*** Begin section ***
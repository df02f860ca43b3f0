//! Vertex storage for follows networks.
//!
//! A [`Vertex`] owns everything known about the edges that end at it: the ordered list of
//! incoming edges, the deduplicated set of vertices those edges come from, and how many
//! edges each of those sources contributed. Multi-edges are legal; they lengthen the edge
//! list and raise the per-source count but leave the source set unchanged.
//!
//! # Invariants
//!
//! - `source_counts` has exactly the keys in `sources`
//! - the values of `source_counts` sum to the length of `incoming`

use std::{
    collections::{HashMap, HashSet},
    hash::{Hash, Hasher},
};

use crate::{
    graph::{Edge, VertexId},
    Error, Result,
};

/// A user in the follows network together with its incoming edges.
///
/// Vertices handed out by [`FollowGraph::vertex`](crate::FollowGraph::vertex) are owned
/// snapshots. Mutating a snapshot, for example through [`Vertex::add_incoming_edge`], never
/// changes the graph it came from.
///
/// Equality and hashing use the [`VertexId`] only, so a snapshot stays interchangeable
/// with the vertex it was taken from.
///
/// # Examples
///
/// ```rust
/// use followcover::{Vertex, VertexId};
///
/// let mut vertex = Vertex::new(VertexId::new(1));
/// vertex.add_incoming_edge(VertexId::new(2));
/// vertex.add_incoming_edge(VertexId::new(2));
///
/// assert_eq!(vertex.in_degree(), 2);
/// assert_eq!(vertex.sources().len(), 1);
/// assert_eq!(vertex.edge_count_from(VertexId::new(2))?, 2);
/// # Ok::<(), followcover::Error>(())
/// ```
#[derive(Debug, Clone)]
pub struct Vertex {
    id: VertexId,
    /// Edges ending at this vertex, in insertion order
    incoming: Vec<Edge>,
    /// Distinct vertices with at least one edge into this vertex
    sources: HashSet<VertexId>,
    /// Edge multiplicity per source
    source_counts: HashMap<VertexId, usize>,
}

impl Vertex {
    /// Creates a vertex with no incoming edges.
    #[must_use]
    pub fn new(id: VertexId) -> Self {
        Vertex {
            id,
            incoming: Vec::new(),
            sources: HashSet::new(),
            source_counts: HashMap::new(),
        }
    }

    /// Returns the identity of this vertex.
    #[must_use]
    #[inline]
    pub fn id(&self) -> VertexId {
        self.id
    }

    /// Records a new edge from `from` into this vertex.
    ///
    /// Appends the edge, adds `from` to the source set and bumps its multiplicity.
    /// `from` itself is not touched.
    pub fn add_incoming_edge(&mut self, from: VertexId) {
        self.incoming.push(Edge::new(from, self.id));
        self.sources.insert(from);
        *self.source_counts.entry(from).or_insert(0) += 1;
    }

    /// Returns how many edges `other` has into this vertex.
    ///
    /// # Errors
    ///
    /// Returns [`Error::EdgeCountNotFound`] if `other` never pointed to this vertex.
    pub fn edge_count_from(&self, other: VertexId) -> Result<usize> {
        self.source_counts
            .get(&other)
            .copied()
            .ok_or(Error::EdgeCountNotFound {
                target: self.id,
                from: other,
            })
    }

    /// Returns a copy of the incoming edge list, in insertion order.
    #[must_use]
    pub fn edges(&self) -> Vec<Edge> {
        self.incoming.clone()
    }

    /// Returns a copy of the set of distinct source vertices.
    #[must_use]
    pub fn sources(&self) -> HashSet<VertexId> {
        self.sources.clone()
    }

    /// Returns a copy of the per-source edge multiplicities.
    #[must_use]
    pub fn source_counts(&self) -> HashMap<VertexId, usize> {
        self.source_counts.clone()
    }

    /// Returns `true` if `other` has at least one edge into this vertex.
    #[must_use]
    pub fn has_source(&self, other: VertexId) -> bool {
        self.sources.contains(&other)
    }

    /// Returns the number of incoming edges, multiplicities included.
    #[must_use]
    pub fn in_degree(&self) -> usize {
        self.incoming.len()
    }

    /// Iterates the distinct sources without copying the set.
    pub(crate) fn source_ids(&self) -> impl Iterator<Item = VertexId> + '_ {
        self.sources.iter().copied()
    }

    /// Iterates the incoming edges without copying the list.
    pub(crate) fn incoming(&self) -> impl Iterator<Item = &Edge> + '_ {
        self.incoming.iter()
    }
}

impl PartialEq for Vertex {
    fn eq(&self, other: &Self) -> bool {
        self.id == other.id
    }
}

impl Eq for Vertex {}

impl Hash for Vertex {
    fn hash<H: Hasher>(&self, state: &mut H) {
        self.id.hash(state);
    }
}

#[cfg(test)]
mod tests {
    use super::*;

    fn id(n: i64) -> VertexId {
        VertexId::new(n)
    }

    #[test]
    fn test_new_vertex_is_empty() {
        let vertex = Vertex::new(id(3));
        assert_eq!(vertex.id(), id(3));
        assert_eq!(vertex.in_degree(), 0);
        assert!(vertex.edges().is_empty());
        assert!(vertex.sources().is_empty());
        assert!(vertex.source_counts().is_empty());
    }

    #[test]
    fn test_add_incoming_edge() {
        let mut vertex = Vertex::new(id(1));
        vertex.add_incoming_edge(id(0));
        vertex.add_incoming_edge(id(2));
        vertex.add_incoming_edge(id(2));

        let edges = vertex.edges();
        assert_eq!(edges.len(), 3);
        assert_eq!(edges[0], Edge::new(id(0), id(1)));
        assert_eq!(edges[1].start(), id(2));
        assert!(edges.iter().all(|e| e.end() == id(1)));

        assert_eq!(vertex.sources(), HashSet::from([id(0), id(2)]));
        assert_eq!(vertex.edge_count_from(id(2)).unwrap(), 2);
        assert_eq!(vertex.edge_count_from(id(0)).unwrap(), 1);
    }

    #[test]
    fn test_counts_match_edges() {
        let mut vertex = Vertex::new(id(9));
        for from in [1, 2, 2, 3, 3, 3, 9] {
            vertex.add_incoming_edge(id(from));
        }

        let counts = vertex.source_counts();
        assert_eq!(counts.values().sum::<usize>(), vertex.edges().len());

        let keys: HashSet<VertexId> = counts.keys().copied().collect();
        assert_eq!(keys, vertex.sources());
    }

    #[test]
    fn test_edge_count_from_unknown_source() {
        let mut vertex = Vertex::new(id(1));
        vertex.add_incoming_edge(id(0));

        let err = vertex.edge_count_from(id(4)).unwrap_err();
        assert!(err.is_not_found());
        assert!(matches!(
            err,
            Error::EdgeCountNotFound { target, from } if target == id(1) && from == id(4)
        ));
    }

    #[test]
    fn test_returned_collections_are_copies() {
        let mut vertex = Vertex::new(id(1));
        vertex.add_incoming_edge(id(0));

        let mut edges = vertex.edges();
        edges.push(Edge::new(id(7), id(1)));
        let mut sources = vertex.sources();
        sources.insert(id(7));
        let mut counts = vertex.source_counts();
        counts.insert(id(7), 5);

        assert_eq!(vertex.edges().len(), 1);
        assert!(!vertex.has_source(id(7)));
        assert!(vertex.edge_count_from(id(7)).is_err());
    }

    #[test]
    fn test_identity_by_id() {
        let mut original = Vertex::new(id(5));
        let snapshot = original.clone();
        original.add_incoming_edge(id(6));

        assert_eq!(original, snapshot);

        let set: HashSet<Vertex> = [original, snapshot].into_iter().collect();
        assert_eq!(set.len(), 1);
    }

    #[test]
    fn test_self_edge() {
        let mut vertex = Vertex::new(id(2));
        vertex.add_incoming_edge(id(2));

        assert!(vertex.has_source(id(2)));
        assert!(vertex.edges()[0].is_self_loop());
    }
}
*** End section ***
__Your objective__. Make an exact copy of every record listed above.

__Exercise solution__.
repository df02f860ca43b3f0
//! Vertex storage for follows networks.
//!
//! A [`Vertex`] owns everything known about the edges that end at it: the ordered list of
//! incoming edges, the deduplicated set of vertices those edges come from, and how many
//! edges each of those sources contributed. Multi-edges are legal; they lengthen the edge
//! list and raise the per-source count but leave the source set unchanged.
//!
//! # Invariants
//!
//! - `source_counts` has exactly the keys in `sources`
//! - the values of `source_counts` sum to the length of `incoming`

use std::{
    collections::{HashMap, HashSet},
    hash::{Hash, Hasher},
};

use crate::{
    graph::{Edge, VertexId},
    Error, Result,
};

/// A user in the follows network together with its incoming edges.
///
/// Vertices handed out by [`FollowGraph::vertex`](crate::FollowGraph::vertex) are owned
/// snapshots. Mutating a snapshot, for example through [`Vertex::add_incoming_edge`], never
/// changes the graph it came from.
///
/// Equality and hashing use the [`VertexId`] only, so a snapshot stays interchangeable
/// with the vertex it was taken from.
///
/// # Examples
///
/// ```rust
/// use followcover::{Vertex, VertexId};
///
/// let mut vertex = Vertex::new(VertexId::new(1));
/// vertex.add_incoming_edge(VertexId::new(2));
/// vertex.add_incoming_edge(VertexId::new(2));
///
/// assert_eq!(vertex.in_degree(), 2);
/// assert_eq!(vertex.sources().len(), 1);
/// assert_eq!(vertex.edge_count_from(VertexId::new(2))?, 2);
/// # Ok::<(), followcover::Error>(())
/// ```
#[derive(Debug, Clone)]
pub struct Vertex {
    id: VertexId,
    /// Edges ending at this vertex, in insertion order
    incoming: Vec<Edge>,
    /// Distinct vertices with at least one edge into this vertex
    sources: HashSet<VertexId>,
    /// Edge multiplicity per source
    source_counts: HashMap<VertexId, usize>,
}

impl Vertex {
    /// Creates a vertex with no incoming edges.
    #[must_use]
    pub fn new(id: VertexId) -> Self {
        Vertex {
            id,
            incoming: Vec::new(),
            sources: HashSet::new(),
            source_counts: HashMap::new(),
        }
    }

    /// Returns the identity of this vertex.
    #[must_use]
    #[inline]
    pub fn id(&self) -> VertexId {
        self.id
    }

    /// Records a new edge from `from` into this vertex.
    ///
    /// Appends the edge, adds `from` to the source set and bumps its multiplicity.
    /// `from` itself is not touched.
    pub fn add_incoming_edge(&mut self, from: VertexId) {
        self.incoming.push(Edge::new(from, self.id));
        self.sources.insert(from);
        *self.source_counts.entry(from).or_insert(0) += 1;
    }

    /// Returns how many edges `other` has into this vertex.
    ///
    /// # Errors
    ///
    /// Returns [`Error::EdgeCountNotFound`] if `other` never pointed to this vertex.
    pub fn edge_count_from(&self, other: VertexId) -> Result<usize> {
        self.source_counts
            .get(&other)
            .copied()
            .ok_or(Error::EdgeCountNotFound {
                target: self.id,
                from: other,
            })
    }

    /// Returns a copy of the incoming edge list, in insertion order.
    #[must_use]
    pub fn edges(&self) -> Vec<Edge> {
        self.incoming.clone()
    }

    /// Returns a copy of the set of distinct source vertices.
    #[must_use]
    pub fn sources(&self) -> HashSet<VertexId> {
        self.sources.clone()
    }

    /// Returns a copy of the per-source edge multiplicities.
    #[must_use]
    pub fn source_counts(&self) -> HashMap<VertexId, usize> {
        self.source_counts.clone()
    }

    /// Returns `true` if `other` has at least one edge into this vertex.
    #[must_use]
    pub fn has_source(&self, other: VertexId) -> bool {
        self.sources.contains(&other)
    }

    /// Returns the number of incoming edges, multiplicities included.
    #[must_use]
    pub fn in_degree(&self) -> usize {
        self.incoming.len()
    }

    /// Iterates the distinct sources without copying the set.
    pub(crate) fn source_ids(&self) -> impl Iterator<Item = VertexId> + '_ {
        self.sources.iter().copied()
    }

    /// Iterates the incoming edges without copying the list.
    pub(crate) fn incoming(&self) -> impl Iterator<Item = &Edge> + '_ {
        self.incoming.iter()
    }
}

impl PartialEq for Vertex {
    fn eq(&self, other: &Self) -> bool {
        self.id == other.id
    }
}

impl Eq for Vertex {}

impl Hash for Vertex {
    fn hash<H: Hasher>(&self, state: &mut H) {
        self.id.hash(state);
    }
}

#[cfg(test)]
mod tests {
    use super::*;

    fn id(n: i64) -> VertexId {
        VertexId::new(n)
    }

    #[test]
    fn test_new_vertex_is_empty() {
        let vertex = Vertex::new(id(3));
        assert_eq!(vertex.id(), id(3));
        assert_eq!(vertex.in_degree(), 0);
        assert!(vertex.edges().is_empty());
        assert!(vertex.sources().is_empty());
        assert!(vertex.source_counts().is_empty());
    }

    #[test]
    fn test_add_incoming_edge() {
        let mut vertex = Vertex::new(id(1));
        vertex.add_incoming_edge(id(0));
        vertex.add_incoming_edge(id(2));
        vertex.add_incoming_edge(id(2));

        let edges = vertex.edges();
        assert_eq!(edges.len(), 3);
        assert_eq!(edges[0], Edge::new(id(0), id(1)));
        assert_eq!(edges[1].start(), id(2));
        assert!(edges.iter().all(|e| e.end() == id(1)));

        assert_eq!(vertex.sources(), HashSet::from([id(0), id(2)]));
        assert_eq!(vertex.edge_count_from(id(2)).unwrap(), 2);
        assert_eq!(vertex.edge_count_from(id(0)).unwrap(), 1);
    }

    #[test]
    fn test_counts_match_edges() {
        let mut vertex = Vertex::new(id(9));
        for from in [1, 2, 2, 3, 3, 3, 9] {
            vertex.add_incoming_edge(id(from));
        }

        let counts = vertex.source_counts();
        assert_eq!(counts.values().sum::<usize>(), vertex.edges().len());

        let keys: HashSet<VertexId> = counts.keys().copied().collect();
        assert_eq!(keys, vertex.sources());
    }

    #[test]
    fn test_edge_count_from_unknown_source() {
        let mut vertex = Vertex::new(id(1));
        vertex.add_incoming_edge(id(0));

        let err = vertex.edge_count_from(id(4)).unwrap_err();
        assert!(err.is_not_found());
        assert!(matches!(
            err,
            Error::EdgeCountNotFound { target, from } if target == id(1) && from == id(4)
        ));
    }

    #[test]
    fn test_returned_collections_are_copies() {
        let mut vertex = Vertex::new(id(1));
        vertex.add_incoming_edge(id(0));

        let mut edges = vertex.edges();
        edges.push(Edge::new(id(7), id(1)));
        let mut sources = vertex.sources();
        sources.insert(id(7));
        let mut counts = vertex.source_counts();
        counts.insert(id(7), 5);

        assert_eq!(vertex.edges().len(), 1);
        assert!(!vertex.has_source(id(7)));
        assert!(vertex.edge_count_from(id(7)).is_err());
    }

    #[test]
    fn test_identity_by_id() {
        let mut original = Vertex::new(id(5));
        let snapshot = original.clone();
        original.add_incoming_edge(id(6));

        assert_eq!(original, snapshot);

        let set: HashSet<Vertex> = [original, snapshot].into_iter().collect();
        assert_eq!(set.len(), 1);
    }

    #[test]
    fn test_self_edge() {
        let mut vertex = Vertex::new(id(2));
        vertex.add_incoming_edge(id(2));

        assert!(vertex.has_source(id(2)));
        assert!(vertex.edges()[0].is_self_loop());
    }
}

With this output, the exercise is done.